The 1946 Abilene Christian Wildcats football team represented Abilene Christian College now known as Abilene Christian University) as a member of the Texas Conference during the 1946 college football season. In their second non-consecutive year under head coach Tonto Coleman, and their first year after the end of World War II, the Wildcats compiled an 8–1–1 record (3–0–1 against conference opponents), outscored all opponents by a total of 228 to 53, and tied with Southwestern for the Texas Conference championship.
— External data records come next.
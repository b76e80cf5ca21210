//! The withdrawal reconciler: owns the merged superset, the scan status book
//! and the page state.
//!
//! A fetch is split into [`WithdrawalReconciler::begin_fetch`], which reads the
//! token and issues a sequence number, and [`WithdrawalReconciler::apply_fetch`],
//! which folds the response in. Only the most recently issued fetch is applied,
//! so a slow response can never overwrite newer data.

use crate::{
    error::ReconcileError,
    merge::{merge_rows, row_keys},
    page::{PageSize, PageState},
    qr::QrPayload,
    scan::ScanBook,
    types::{ScanStatus, WithdrawalKey, WithdrawalRecord},
    view::WithdrawalRow,
};
use client::{ClientError, MerchantApi};
use config::MerchantConfig;
use serde_json::Value;
use store::KeyValueStore;
use tracing::{debug, error, info, warn};

/// A fetch that has been issued but not yet applied.
#[derive(Debug, Clone, PartialEq, Eq)]
pub struct FetchTicket {
    pub seq: u64,
    pub show_loading: bool,
    token: String,
    per_page: u32,
}

impl FetchTicket {
    /// Request page 1 of the withdrawal feed.
    pub async fn run<A: MerchantApi>(&self, api: &A) -> Result<Vec<Value>, ClientError> {
        api.fetch_withdrawals(&self.token, 1, self.per_page).await
    }
}

/// A customer name lookup for an open QR, run apart from the reconciler.
#[derive(Debug, Clone, PartialEq, Eq)]
pub struct MemberLookup {
    pub key: WithdrawalKey,
    member_id: String,
    token: String,
}

impl MemberLookup {
    pub async fn run<A: MerchantApi>(&self, api: &A) -> Result<Value, ClientError> {
        api.fetch_member(&self.token, &self.member_id).await
    }

    /// Fold the lookup result into `payload`. Returns whether the name changed.
    ///
    /// On failure the payload keeps its fields and gains a note.
    pub fn apply(
        &self,
        payload: &mut QrPayload,
        result: Result<Value, ClientError>,
    ) -> Result<bool, ReconcileError> {
        match result {
            Ok(detail) => Ok(payload.apply_member_detail(&detail)),
            Err(e) => {
                warn!(member_id = %self.member_id, error = %e, "Customer name lookup failed");
                payload.annotate_lookup_failure();
                Err(ReconcileError::SecondaryLookupFailed(e.to_string()))
            }
        }
    }
}

/// Result of applying a fetch response.
#[derive(Debug, Clone, Copy, PartialEq, Eq)]
pub enum FetchOutcome {
    /// Response folded into the superset
    Applied {
        fetched: usize,
        new_keys: usize,
        total: usize,
    },
    /// A newer fetch was issued after this one; the response was dropped
    Stale { seq: u64, latest: u64 },
}

pub struct WithdrawalReconciler<A, S> {
    api: A,
    store: S,
    per_page: u32,
    token_key: String,
    rows: Vec<WithdrawalRecord>,
    scan: ScanBook,
    page: PageState,
    loading_seq: Option<u64>,
    error: Option<String>,
    issued: u64,
}

impl<A, S> WithdrawalReconciler<A, S>
where
    A: MerchantApi,
    S: KeyValueStore,
{
    pub fn new(api: A, store: S, config: &MerchantConfig) -> Self {
        let page_size = PageSize::try_from(config.default_page_size).unwrap_or_else(|e| {
            warn!(error = %e, "Falling back to default page size");
            PageSize::default()
        });
        let scan = ScanBook::load(&store, &config.scan_status_key);

        Self {
            api,
            store,
            per_page: config.per_page,
            token_key: config.token_key.clone(),
            rows: Vec::new(),
            scan,
            page: PageState::new(page_size),
            loading_seq: None,
            error: None,
            issued: 0,
        }
    }

    pub const fn api(&self) -> &A {
        &self.api
    }

    pub const fn store(&self) -> &S {
        &self.store
    }

    /// All merged rows, newest fetch first.
    pub fn rows(&self) -> &[WithdrawalRecord] {
        &self.rows
    }

    /// Keys of the merged rows, in order.
    pub fn keys(&self) -> Vec<WithdrawalKey> {
        row_keys(&self.rows)
    }

    pub const fn scan_book(&self) -> &ScanBook {
        &self.scan
    }

    pub const fn page(&self) -> &PageState {
        &self.page
    }

    pub const fn is_loading(&self) -> bool {
        self.loading_seq.is_some()
    }

    /// Message of the last failed operation, cleared by the next fetch.
    pub fn last_error(&self) -> Option<&str> {
        self.error.as_deref()
    }

    /// Sequence number of the most recently issued fetch.
    pub const fn latest_seq(&self) -> u64 {
        self.issued
    }

    /// Fetch the newest page and fold it in.
    ///
    /// Failures are recorded for display and also returned for logging.
    pub async fn fetch_latest(&mut self, show_loading: bool) -> Result<FetchOutcome, ReconcileError> {
        let ticket = self.begin_fetch(show_loading)?;
        let result = ticket.run(&self.api).await;
        self.apply_fetch(&ticket, result)
    }

    /// Read the auth token and issue a new fetch sequence number.
    ///
    /// Without a token nothing is issued and the error is recorded.
    pub fn begin_fetch(&mut self, show_loading: bool) -> Result<FetchTicket, ReconcileError> {
        let token = match self.token() {
            Ok(token) => token,
            Err(e) => {
                warn!(error = %e, "Cannot fetch withdrawals");
                self.error = Some(e.to_string());
                if show_loading {
                    self.loading_seq = None;
                }
                return Err(e);
            }
        };

        self.issued += 1;
        self.error = None;
        if show_loading {
            self.loading_seq = Some(self.issued);
        }

        debug!(seq = self.issued, show_loading, "Issued withdrawal fetch");

        Ok(FetchTicket {
            seq: self.issued,
            show_loading,
            token,
            per_page: self.per_page,
        })
    }

    /// Apply the response of an issued fetch.
    pub fn apply_fetch(
        &mut self,
        ticket: &FetchTicket,
        result: Result<Vec<Value>, ClientError>,
    ) -> Result<FetchOutcome, ReconcileError> {
        if self.loading_seq.is_some_and(|seq| seq <= ticket.seq) {
            self.loading_seq = None;
        }

        if ticket.seq < self.issued {
            warn!(
                seq = ticket.seq,
                latest = self.issued,
                "Dropping stale withdrawal response"
            );
            return Ok(FetchOutcome::Stale {
                seq: ticket.seq,
                latest: self.issued,
            });
        }

        let list = match result {
            Ok(list) => list,
            Err(e) => {
                let err = ReconcileError::from(e);
                error!(seq = ticket.seq, error = %err, "Withdrawal fetch failed");
                self.error = Some(err.to_string());
                return Err(err);
            }
        };

        let fetched = list.len();
        let incoming: Vec<WithdrawalRecord> = list
            .into_iter()
            .filter_map(|value| {
                let record = WithdrawalRecord::from_value(value);
                if record.is_none() {
                    warn!("Skipping withdrawal entry that is not an object");
                }
                record
            })
            .collect();

        let keys = row_keys(&incoming);
        self.scan.sync(&self.store);
        let existing = std::mem::take(&mut self.rows);
        self.rows = merge_rows(existing, incoming);
        let new_keys = self.scan.observe(&mut self.store, keys);
        self.page.clamp(self.rows.len());
        self.error = None;

        info!(
            seq = ticket.seq,
            fetched,
            new_keys,
            total = self.rows.len(),
            "Merged withdrawals"
        );

        Ok(FetchOutcome::Applied {
            fetched,
            new_keys,
            total: self.rows.len(),
        })
    }

    /// Mark a withdrawal as scanned.
    pub fn record_scan_done(&mut self, key: &str) {
        self.scan.mark_done(&mut self.store, key);
        info!(key, "Marked withdrawal scanned");
    }

    pub fn scan_status(&self, key: &str) -> ScanStatus {
        self.scan.status(key)
    }

    /// Find a row by key, returning its index in the merged list.
    pub fn find(&self, key: &str) -> Option<(usize, &WithdrawalRecord)> {
        self.rows
            .iter()
            .enumerate()
            .find(|(index, row)| row.key(*index) == key)
    }

    /// Rows on the current page, ready for display.
    pub fn current_page_rows(&self) -> Vec<WithdrawalRow> {
        let start = self.page.start_index();
        self.page
            .slice(&self.rows)
            .iter()
            .enumerate()
            .map(|(offset, record)| {
                let index = start + offset;
                let key = record.key(index);
                let status = self.scan.status(&key);
                WithdrawalRow::new(index, key, record, status)
            })
            .collect()
    }

    pub fn total_pages(&self) -> usize {
        self.page.total_pages(self.rows.len())
    }

    /// Navigate to `page`; out-of-range requests are ignored.
    pub fn go_to_page(&mut self, page: usize) -> bool {
        self.page.go_to(page, self.rows.len())
    }

    pub fn next_page(&mut self) -> bool {
        self.page.next(self.rows.len())
    }

    pub fn previous_page(&mut self) -> bool {
        self.page.previous(self.rows.len())
    }

    /// Change rows per page and return to page 1.
    pub fn set_page_size(&mut self, size: PageSize) {
        self.page.set_page_size(size);
        self.page.clamp(self.rows.len());
    }

    /// Build the QR payload for the row with `key`.
    pub fn qr_payload(&self, key: &str) -> Result<QrPayload, ReconcileError> {
        let (_, record) = self
            .find(key)
            .ok_or_else(|| ReconcileError::UnknownKey(key.to_string()))?;

        QrPayload::from_record(record, key.to_string())
    }

    /// Prepare the customer name lookup for `payload`.
    ///
    /// `None` without a member id or without a token. Storage errors are
    /// returned.
    pub fn begin_member_lookup(&self, payload: &QrPayload) -> Result<Option<MemberLookup>, ReconcileError> {
        let Some(member_id) = payload.member_id.clone() else {
            return Ok(None);
        };
        let token = match self.token() {
            Ok(token) => token,
            Err(ReconcileError::Unauthenticated { .. }) => return Ok(None),
            Err(e) => return Err(e),
        };

        Ok(Some(MemberLookup {
            key: payload.withdraw_key.clone(),
            member_id,
            token,
        }))
    }

    /// Best-effort lookup of the customer's real name.
    ///
    /// Returns whether the name changed. On failure the payload keeps its
    /// fields and gains a note; the error is returned for logging only.
    pub async fn resolve_customer_name(&self, payload: &mut QrPayload) -> Result<bool, ReconcileError> {
        let Some(lookup) = self.begin_member_lookup(payload)? else {
            return Ok(false);
        };
        let result = lookup.run(&self.api).await;
        lookup.apply(payload, result)
    }

    /// Build a QR payload and try to fill in the customer's real name.
    pub async fn show_qr(&self, key: &str) -> Result<QrPayload, ReconcileError> {
        let mut payload = self.qr_payload(key)?;
        match self.resolve_customer_name(&mut payload).await {
            // Lookup failures are already annotated on the payload
            Ok(_) | Err(ReconcileError::SecondaryLookupFailed(_)) => {}
            Err(e) => warn!(key, error = %e, "Customer name lookup skipped"),
        }
        Ok(payload)
    }

    /// The operator paid the QR: mark its withdrawal scanned.
    pub fn confirm_qr(&mut self, payload: &QrPayload) {
        self.record_scan_done(&payload.withdraw_key);
    }

    fn token(&self) -> Result<String, ReconcileError> {
        let token = self.store.get(&self.token_key)?;
        token
            .map(|t| t.trim().to_string())
            .filter(|t| !t.is_empty())
            .ok_or_else(|| ReconcileError::Unauthenticated {
                key: self.token_key.clone(),
            })
    }
}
| Date | Opponent | Site | Result | Attendance | Source |
| September 14 | Southwestern Tech | Fair Park Stadium; Abilene, TX; | W 28–0 | 3,000 |  |
| September 21 | at East Texas State | Commerce, TX | W 26–7 | 4,000 |  |
| September 28 | at Sul Ross | Alpine, TX | W 32–7 |  |  |
| October 4 | North Texas State | Fair Park Stadium; Abilene, TX; | W 6–0 |  |  |
| October 12 | Southwestern (TX) | Fair Park Stadium; Abilene, TX; | T 12–12 |  |  |
| October 19 | at Southwest Texas State | Evans Field; San Marcos, TX; | L 0–18 |  |  |
| October 26 | McMurry | Fair Park Stadium; Abilene, TX; | W 27–0 |  |  |
| November 9 | Howard Payne | Fair Park Stadium; Abilene, TX; | W 19–0 | 4,000 |  |
| November 16 | at Austin | Sherman, TX | W 46–2 |  |  |
| November 23 | at Texas A&I | Kingsville, TX | W 32–7 |  |  |
Homecoming;

===Southwestern===

The 1946 Southwestern Pirates football team represented Southwestern College as a member of the Texas Conference during the 1946 college football season. In their eighth year under head coach Randolph M. Medley, Southwestern compiled an 5–4–1 record (3–0–1 against conference opponents), outscored all opponents by a total of 243 to 181, and tied with Abilene Christian for the Texas Conference championship.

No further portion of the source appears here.